Elsewhere he turns turns whimsical, reimagining Isaac Newton’s a-ha moment with gravity by having a squirrel knock the famous apple out of the tree, leading the famed scientist to one of history’s great moments of discovery. Had that event transpired as Wade envisions, it would have been a squirrel habituated to humans that released the apple from the tree. But it would still have been a wild animal, which is one of Wade’s points.

In a section that draws on Chaucer, the myths of knights and cowboys, and the historian Yuval Noah Harari, Wade examines just what the idea of “wild” means. Charismatic megafauna and undeveloped open spaces are what we usually think of. But the tiniest of creatures deserve just as much attention, their presence showing that wildlife is forever around us, even thriving in urban jungles deprived of larger predators. In a line from the introduction that perhaps best captures the objective of this book, Wade writes, “Take the small from the world, and the big will vanish; the converse is not true.”

Those small little squirrels are a vital nutrient to much larger animals. Black bears, which feed on squirrels, are 350 times larger than their prey, Wade tells us. This is an even greater difference in size than that between humans and Tyrannosaurus Rex, which is a ratio of just 75 times. Bigness, Wade insists, is an overrated attribute, and our focus on large animals skews our sense of wildlife.

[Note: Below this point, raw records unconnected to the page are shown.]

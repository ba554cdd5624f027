//! # routeguard
//!
//! Forwards async handler rejections into the host router's error pipeline.
//! Nothing more. Nothing less.
//!
//! ## The problem
//!
//! Frameworks that hand every handler a `(request, response, next)` triple
//! route errors through the `next` continuation. A handler that finishes its
//! work before returning can call `next` itself; a handler that leaves a
//! future behind cannot — by the time the future fails, the registration
//! call is long gone and the rejection evaporates. Every such route ends up
//! with the same try/forward boilerplate.
//!
//! routeguard is that boilerplate, written once:
//!
//! - [`wrap`] — given a [`Handler`], return it untouched if it is synchronous
//!   (same reference, zero overhead), or a variant that awaits it and hands
//!   any rejection to [`Next::fail`] if it is asynchronous.
//! - [`guard`] — decorate a router-like object (anything implementing
//!   [`Register`]) so every handler registered for a guarded verb passes
//!   through [`wrap`] automatically. The guarded verb set defaults to
//!   GET/POST/PUT/DELETE/PATCH and is configurable via [`Guard::with_verbs`].
//!
//! What routeguard intentionally does **not** do: routing, concurrency
//! control, error classification, retries, rendering. The rejection reason
//! travels verbatim to the continuation; what happens next is the host's
//! business.
//!
//! ## Quick start
//!
//! ```rust
//! use routeguard::{guard, Handler, Method, Next, Register, RouteError};
//!
//! // The host router — anything with verb-based registration. `Req` and
//! // `Res` are the host's own context types; routeguard never looks inside.
//! struct AppRouter {
//!     routes: Vec<(Method, String, Vec<Handler<(), ()>>)>,
//! }
//!
//! impl Register<(), ()> for AppRouter {
//!     type Output = ();
//!
//!     fn register(&mut self, method: Method, path: &str, handlers: Vec<Handler<(), ()>>) {
//!         self.routes.push((method, path.to_owned(), handlers));
//!     }
//! }
//!
//! async fn list_users(_req: (), _res: (), _next: Next) -> Result<(), RouteError> {
//!     // An Err here would have vanished; guarded, it reaches `next`.
//!     Ok(())
//! }
//!
//! let mut app = guard(AppRouter { routes: Vec::new() });
//! app.get("/users", [Handler::from_async(list_users)]);
//! ```
//!
//! A full hyper + matchit integration lives in `demos/hyper_router.rs`.

mod error;
mod guard;
mod handler;
mod next;
mod register;

pub use http::Method;

pub use error::RouteError;
pub use guard::{Guard, guard};
pub use handler::{BoxFuture, Handler, wrap};
pub use next::Next;
pub use register::Register;
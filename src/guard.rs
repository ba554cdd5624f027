//! Router decorator applying the wrapper at registration time.
//!
//! Patching verb methods in place on a caller-owned router is hidden mutable
//! state. A decorator does the same job in the open: [`guard`] consumes the
//! router and returns a value implementing the same [`Register`] interface,
//! so application code registers routes exactly as before — each async
//! handler just arrives pre-wrapped.

use http::Method;
use tracing::debug;

use crate::handler::{Handler, wrap};
use crate::register::Register;

/// Decorates `router` so every async handler registered for a guarded verb is
/// passed through [`wrap`](crate::wrap) before delegation.
///
/// Call once at setup time, before the router starts serving:
///
/// ```text
/// let mut app = guard(router);
/// app.get("/users", [Handler::from_async(list_users)]);
/// ```
pub fn guard<R>(router: R) -> Guard<R> {
    Guard::new(router)
}

/// A router decorator. See [`guard`].
///
/// Implements [`Register`] by delegating to the inner router, wrapping the
/// handler list first when the verb is guarded. The inner router's return
/// value comes back unchanged, and [`Guard::into_inner`] recovers the router
/// itself.
pub struct Guard<R> {
    inner: R,
    verbs: Vec<Method>,
}

/// The default guarded verb set.
///
/// PATCH is deliberately included: leaving it out is the kind of gap that
/// only shows up when a PATCH route starts swallowing its errors.
fn default_verbs() -> Vec<Method> {
    vec![Method::GET, Method::POST, Method::PUT, Method::DELETE, Method::PATCH]
}

impl<R> Guard<R> {
    /// Guards `inner` for GET, POST, PUT, DELETE and PATCH.
    pub fn new(inner: R) -> Self {
        Self { inner, verbs: default_verbs() }
    }

    /// Guards `inner` for an explicit verb set. Registrations for any other
    /// verb delegate with their handlers untouched.
    pub fn with_verbs(inner: R, verbs: impl IntoIterator<Item = Method>) -> Self {
        Self { inner, verbs: verbs.into_iter().collect() }
    }

    /// The guarded verb set.
    pub fn verbs(&self) -> &[Method] {
        &self.verbs
    }

    pub fn get_ref(&self) -> &R {
        &self.inner
    }

    pub fn get_mut(&mut self) -> &mut R {
        &mut self.inner
    }

    /// Unwraps the decorator, returning the inner router.
    pub fn into_inner(self) -> R {
        self.inner
    }
}

impl<Req, Res, R> Register<Req, Res> for Guard<R>
where
    R: Register<Req, Res>,
    Req: Send + 'static,
    Res: Send + 'static,
{
    type Output = R::Output;

    fn register(
        &mut self,
        method: Method,
        path: &str,
        handlers: Vec<Handler<Req, Res>>,
    ) -> R::Output {
        let handlers = if self.verbs.contains(&method) {
            debug!(%method, path, "registering with rejection forwarding");
            handlers.into_iter().map(wrap).collect()
        } else {
            handlers
        };
        self.inner.register(method, path, handlers)
    }
}
//! Data-driven game balance
//!
//! Every per-tick constant the simulation uses lives here, so a session can
//! be rebalanced from a JSON file without touching the sim code. All rates
//! are expressed per tick at [`TICK_HZ`](crate::consts::TICK_HZ).

use std::path::Path;
use std::str::FromStr;

use serde::{Deserialize, Serialize};
use thiserror::Error;

/// Why a tuning could not be built
#[derive(Debug, Error)]
pub enum TuningError {
    #[error("malformed tuning: {0}")]
    Json(#[from] serde_json::Error),
    #[error("invalid tuning: {0}")]
    Invalid(String),
    #[error("unknown difficulty preset '{0}'")]
    UnknownPreset(String),
}

/// Difficulty preset levels
#[derive(Debug, Clone, Copy, PartialEq, Eq, Serialize, Deserialize, Default)]
pub enum DifficultyPreset {
    Relaxed,
    #[default]
    Normal,
    Frantic,
}

impl DifficultyPreset {
    pub fn as_str(&self) -> &'static str {
        match self {
            DifficultyPreset::Relaxed => "Relaxed",
            DifficultyPreset::Normal => "Normal",
            DifficultyPreset::Frantic => "Frantic",
        }
    }

    /// Ticks between spawn batches at score zero
    pub fn base_spawn_interval(&self) -> u32 {
        match self {
            DifficultyPreset::Relaxed => 150,
            DifficultyPreset::Normal => 100,
            DifficultyPreset::Frantic => 70,
        }
    }

    /// Densest spawn cadence the ramp may reach
    pub fn min_spawn_interval(&self) -> u32 {
        match self {
            DifficultyPreset::Relaxed => 45,
            DifficultyPreset::Normal => 30,
            DifficultyPreset::Frantic => 20,
        }
    }

    /// Oncoming speed range (units/tick)
    pub fn obstacle_speed_range(&self) -> (f32, f32) {
        match self {
            DifficultyPreset::Relaxed => (0.05, 0.2),
            DifficultyPreset::Normal => (0.1, 0.3),
            DifficultyPreset::Frantic => (0.2, 0.45),
        }
    }
}

impl FromStr for DifficultyPreset {
    type Err = TuningError;

    fn from_str(s: &str) -> Result<Self, Self::Err> {
        match s.to_lowercase().as_str() {
            "relaxed" | "easy" => Ok(DifficultyPreset::Relaxed),
            "normal" | "med" => Ok(DifficultyPreset::Normal),
            "frantic" | "hard" => Ok(DifficultyPreset::Frantic),
            _ => Err(TuningError::UnknownPreset(s.to_string())),
        }
    }
}

/// Collision detector configuration
#[derive(Debug, Clone, Copy, PartialEq, Serialize, Deserialize)]
#[serde(default)]
pub struct CollisionTuning {
    /// Slack added to every side of both AABBs
    pub aabb_tolerance: f32,
    /// Sphere radius around the player centre
    pub player_radius: f32,
    /// Sphere radius around an obstacle centre
    pub obstacle_radius: f32,
    /// Longitudinal travel per tick above which the swept test runs
    pub swept_speed_threshold: f32,
    /// Interpolation steps between previous and current positions
    pub swept_substeps: u32,
    /// Centre distance that counts as a swept hit
    pub swept_distance: f32,
}

impl Default for CollisionTuning {
    fn default() -> Self {
        Self {
            aabb_tolerance: 0.0,
            player_radius: 0.9,
            obstacle_radius: 0.9,
            swept_speed_threshold: 0.4,
            swept_substeps: 10,
            swept_distance: 1.5,
        }
    }
}

/// All gameplay constants for a session
#[derive(Debug, Clone, PartialEq, Serialize, Deserialize)]
#[serde(default)]
pub struct Tuning {
    pub preset: DifficultyPreset,

    // === Lateral motion ===
    pub accel_x: f32,
    pub max_speed_x: f32,
    pub friction_x: f32,
    pub drag_x: f32,
    /// Road half-width the player is clamped to
    pub boundary_x: f32,

    // === Longitudinal motion ===
    pub accel_z: f32,
    pub max_speed_z: f32,
    pub friction_z: f32,
    pub drag_z: f32,
    /// Extra top speed granted per point of score
    pub score_speed_bonus: f32,

    // === Bodies ===
    pub player_half_extents: [f32; 3],
    pub obstacle_half_extents: [f32; 3],

    // === Obstacles ===
    pub segment_length: f32,
    pub spawn_segments_ahead: f32,
    /// Longitudinal spacing between obstacles of one batch
    pub batch_gap: f32,
    pub max_batch: u32,
    /// Lateral spawn range (half-width)
    pub road_half_width: f32,
    pub obstacle_speed_min: f32,
    pub obstacle_speed_max: f32,
    /// Distance behind the player at which an obstacle retires
    pub retire_margin: f32,
    pub base_spawn_interval: u32,
    pub min_spawn_interval: u32,
    /// Ticks shaved off the spawn interval per point of score
    pub interval_per_point: f32,

    // === Scoring ===
    pub score_per_unit: f32,
    /// Ticks between score reports to the presentation layer
    pub score_report_ticks: u32,

    pub collision: CollisionTuning,
}

impl Default for Tuning {
    fn default() -> Self {
        Self::from_preset(DifficultyPreset::Normal)
    }
}

impl Tuning {
    /// Build tuning from a difficulty preset (applies preset defaults)
    pub fn from_preset(preset: DifficultyPreset) -> Self {
        let (speed_min, speed_max) = preset.obstacle_speed_range();
        Self {
            preset,

            accel_x: 0.02,
            max_speed_x: 0.3,
            friction_x: 0.9,
            drag_x: 0.98,
            boundary_x: 8.0,

            accel_z: 0.02,
            max_speed_z: 0.5,
            friction_z: 0.98,
            drag_z: 0.99,
            score_speed_bonus: 0.0001,

            player_half_extents: [1.0, 0.75, 2.0],
            obstacle_half_extents: [1.0, 0.75, 2.0],

            segment_length: 50.0,
            spawn_segments_ahead: 4.0,
            batch_gap: 12.0,
            max_batch: 3,
            road_half_width: 7.0,
            obstacle_speed_min: speed_min,
            obstacle_speed_max: speed_max,
            retire_margin: 20.0,
            base_spawn_interval: preset.base_spawn_interval(),
            min_spawn_interval: preset.min_spawn_interval(),
            interval_per_point: 0.01,

            score_per_unit: 10.0,
            score_report_ticks: 6,

            collision: CollisionTuning::default(),
        }
    }

    /// Apply a difficulty preset (updates preset-dependent fields only)
    pub fn apply_preset(&mut self, preset: DifficultyPreset) {
        let (speed_min, speed_max) = preset.obstacle_speed_range();
        self.preset = preset;
        self.base_spawn_interval = preset.base_spawn_interval();
        self.min_spawn_interval = preset.min_spawn_interval();
        self.obstacle_speed_min = speed_min;
        self.obstacle_speed_max = speed_max;
    }

    /// Top forward speed for the given score
    pub fn speed_cap_z(&self, score: u64) -> f32 {
        self.max_speed_z + self.score_bonus(score)
    }

    /// Monotone reward coupling between score and top speed
    pub fn score_bonus(&self, score: u64) -> f32 {
        score as f32 * self.score_speed_bonus
    }

    /// Check the constraints the integrator and spawner rely on
    pub fn validate(&self) -> Result<(), String> {
        let factors = [
            ("friction_x", self.friction_x),
            ("drag_x", self.drag_x),
            ("friction_z", self.friction_z),
            ("drag_z", self.drag_z),
        ];
        for (name, value) in factors {
            if !(value > 0.0 && value < 1.0) {
                return Err(format!("{name} must be in (0, 1), got {value}"));
            }
        }
        if self.max_speed_x <= 0.0 || self.max_speed_z <= 0.0 {
            return Err("max speeds must be positive".to_string());
        }
        if self.boundary_x <= 0.0 || self.road_half_width < 0.0 {
            return Err("road dimensions must be positive".to_string());
        }
        if self.obstacle_speed_min > self.obstacle_speed_max {
            return Err(format!(
                "obstacle speed range is inverted ({} > {})",
                self.obstacle_speed_min, self.obstacle_speed_max
            ));
        }
        if self.min_spawn_interval > self.base_spawn_interval {
            return Err(format!(
                "min_spawn_interval {} exceeds base_spawn_interval {}",
                self.min_spawn_interval, self.base_spawn_interval
            ));
        }
        if self.max_batch == 0 {
            return Err("max_batch must be at least 1".to_string());
        }
        if self.collision.swept_substeps == 0 {
            return Err("swept_substeps must be at least 1".to_string());
        }
        Ok(())
    }

    /// Parse and validate tuning from JSON (missing fields take their
    /// defaults)
    pub fn from_json_str(json: &str) -> Result<Self, TuningError> {
        let tuning: Self = serde_json::from_str(json)?;
        tuning.validate().map_err(TuningError::Invalid)?;
        Ok(tuning)
    }

    /// This tuning if it validates, otherwise the defaults
    pub fn or_default_if_invalid(self) -> Self {
        match self.validate() {
            Ok(()) => self,
            Err(reason) => {
                log::warn!("Rejected tuning: {reason}; using defaults");
                Self::default()
            }
        }
    }

    pub fn to_json(&self) -> serde_json::Result<String> {
        serde_json::to_string_pretty(self)
    }

    /// Load tuning from a JSON file, falling back to defaults
    pub fn load(path: impl AsRef<Path>) -> Self {
        let path = path.as_ref();
        let json = match std::fs::read_to_string(path) {
            Ok(json) => json,
            Err(e) => {
                log::warn!("Could not read tuning {}: {e}; using defaults", path.display());
                return Self::default();
            }
        };

        match Self::from_json_str(&json) {
            Ok(tuning) => {
                log::info!("Loaded tuning from {} ({})", path.display(), tuning.preset.as_str());
                tuning
            }
            Err(e) => {
                log::warn!("Could not use tuning {}: {e}; using defaults", path.display());
                Self::default()
            }
        }
    }
}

Wade’s study taught him several things about the squirrels running wild on his homestead. They can withstand temperatures of -70 degrees Fahrenheit, a single squirrel generally occupies about an acre of land around his cabin, and they survive by constant movement. “They utilize an economic philosophy that is taught to humans at the finest universities,” he writes, “work, save, and diversify. They’re clean, well-groomed, and fit, always ready to move at lightning speed.”

The humble squirrel, in Wade’s telling, isn’t just an amusing rodent. In “Squirrelland,” it’s an unsung symbol of wilderness.